WHAT THE EXERCISE ASKS:
Only those lines in the data below from the line containing "use std::sync::Arc;" through the line containing "the state change.", both included, should be restated word for word.

LISTED ENTRIES:
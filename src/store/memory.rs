//! Thread-safe in-memory entity store.

use super::{EntityStore, StoreError};
use crate::core::Entity;
use std::collections::HashMap;
use std::sync::RwLock;

/// Entity store backed by a `HashMap` behind a `RwLock`.
///
/// Entities are cloned in and out, so a loaded entity never aliases the
/// stored copy.
pub struct MemoryStore<E: Entity> {
    pub(super) entities: RwLock<HashMap<E::Id, E>>,
}

impl<E: Entity + Clone> MemoryStore<E> {
    pub fn new() -> Self {
        Self {
            entities: RwLock::new(HashMap::new()),
        }
    }

    /// Create a store seeded with entities. Later duplicates replace earlier ones.
    pub fn with_entities(entities: impl IntoIterator<Item = E>) -> Self {
        let entities = entities
            .into_iter()
            .map(|entity| (entity.id().clone(), entity))
            .collect();
        Self {
            entities: RwLock::new(entities),
        }
    }

    /// Insert or replace an entity, returning the previous copy.
    pub fn insert(&self, entity: E) -> Result<Option<E>, StoreError> {
        let mut entities = self.entities.write().map_err(|_| StoreError::Poisoned)?;
        Ok(entities.insert(entity.id().clone(), entity))
    }

    pub fn remove(&self, id: &E::Id) -> Result<Option<E>, StoreError> {
        let mut entities = self.entities.write().map_err(|_| StoreError::Poisoned)?;
        Ok(entities.remove(id))
    }

    /// Number of stored entities.
    pub fn len(&self) -> Result<usize, StoreError> {
        let entities = self.entities.read().map_err(|_| StoreError::Poisoned)?;
        Ok(entities.len())
    }

    pub fn is_empty(&self) -> Result<bool, StoreError> {
        Ok(self.len()? == 0)
    }
}

impl<E: Entity + Clone> Default for MemoryStore<E> {
    fn default() -> Self {
        Self::new()
    }
}

impl<E: Entity + Clone> EntityStore<E> for MemoryStore<E> {
    fn load(&self, id: &E::Id) -> Result<Option<E>, StoreError> {
        let entities = self.entities.read().map_err(|_| StoreError::Poisoned)?;
        Ok(entities.get(id).cloned())
    }

    fn save(&self, entity: &E) -> Result<(), StoreError> {
        let mut entities = self.entities.write().map_err(|_| StoreError::Poisoned)?;
        entities.insert(entity.id().clone(), entity.clone());
        Ok(())
    }
}
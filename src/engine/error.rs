//! Errors raised while firing a transition.

use crate::core::HookError;
use crate::store::StoreError;
use std::fmt;
use thiserror::Error;

/// Lifecycle point at which a callback failed.
#[derive(Debug, Clone, Copy, PartialEq, Eq)]
pub enum HookStage {
    /// The configured loader that replaces `EntityStore::load`.
    BeforeAll,
    /// The matched transition's before hook.
    Before,
    /// The matched transition's after hook.
    After,
    /// The configured saver that replaces `EntityStore::save`.
    AfterAll,
}

impl fmt::Display for HookStage {
    fn fmt(&self, f: &mut fmt::Formatter<'_>) -> fmt::Result {
        let name = match self {
            Self::BeforeAll => "before-all",
            Self::Before => "before",
            Self::After => "after",
            Self::AfterAll => "after-all",
        };
        f.write_str(name)
    }
}

/// Errors that can occur while handling an event.
///
/// There is no partial success: either the whole load, match, hook, mutate,
/// persist sequence completed, or one of these is returned.
#[derive(Debug, Error)]
pub enum TransitionError {
    #[error("Entity {id} not found")]
    EntityNotFound { id: String },

    #[error("No applicable transition from state '{state}' on event '{event}'")]
    NoApplicableTransition { state: String, event: String },

    #[error("The {stage} hook failed on event '{event}'")]
    HookFailed {
        stage: HookStage,
        event: String,
        #[source]
        source: HookError,
    },

    /// The state was changed in memory and the after hook then failed.
    /// Persistence was still attempted; `persisted` reports the outcome and
    /// `persist_error` holds the store or saver failure when it did not.
    #[error("The after hook failed on event '{event}' ({from} -> {to}), persisted: {persisted}")]
    AfterHookFailed {
        event: String,
        from: String,
        to: String,
        persisted: bool,
        persist_error: Option<Box<TransitionError>>,
        #[source]
        source: HookError,
    },

    #[error("Entity store failed: {0}")]
    Store(#[from] StoreError),
}

impl TransitionError {
    /// The callback stage that failed, if a hook caused this error.
    pub fn hook_stage(&self) -> Option<HookStage> {
        match self {
            Self::HookFailed { stage, .. } => Some(*stage),
            Self::AfterHookFailed { .. } => Some(HookStage::After),
            _ => None,
        }
    }
}
//! Side-effecting callbacks run around a transition.

use super::entity::Entity;
use std::sync::Arc;

/// Error type returned by hooks, loaders and savers.
pub type HookError = Box<dyn std::error::Error + Send + Sync>;

/// Per-transition callback run immediately before or after the state change.
pub type Hook<E, C> = Arc<dyn Fn(&mut E, &C) -> Result<(), HookError> + Send + Sync>;

/// Replaces the store's load step for a whole machine.
pub type Loader<E> =
    Arc<dyn Fn(&<E as Entity>::Id) -> Result<Option<E>, HookError> + Send + Sync>;

/// Replaces the store's save step for a whole machine.
pub type Saver<E> = Arc<dyn Fn(&E) -> Result<(), HookError> + Send + Sync>;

WORKED SOLUTION:
use std::sync::Arc;

/// Error type returned by hooks, loaders and savers.
pub type HookError = Box<dyn std::error::Error + Send + Sync>;

/// Per-transition callback run immediately before or after the state change.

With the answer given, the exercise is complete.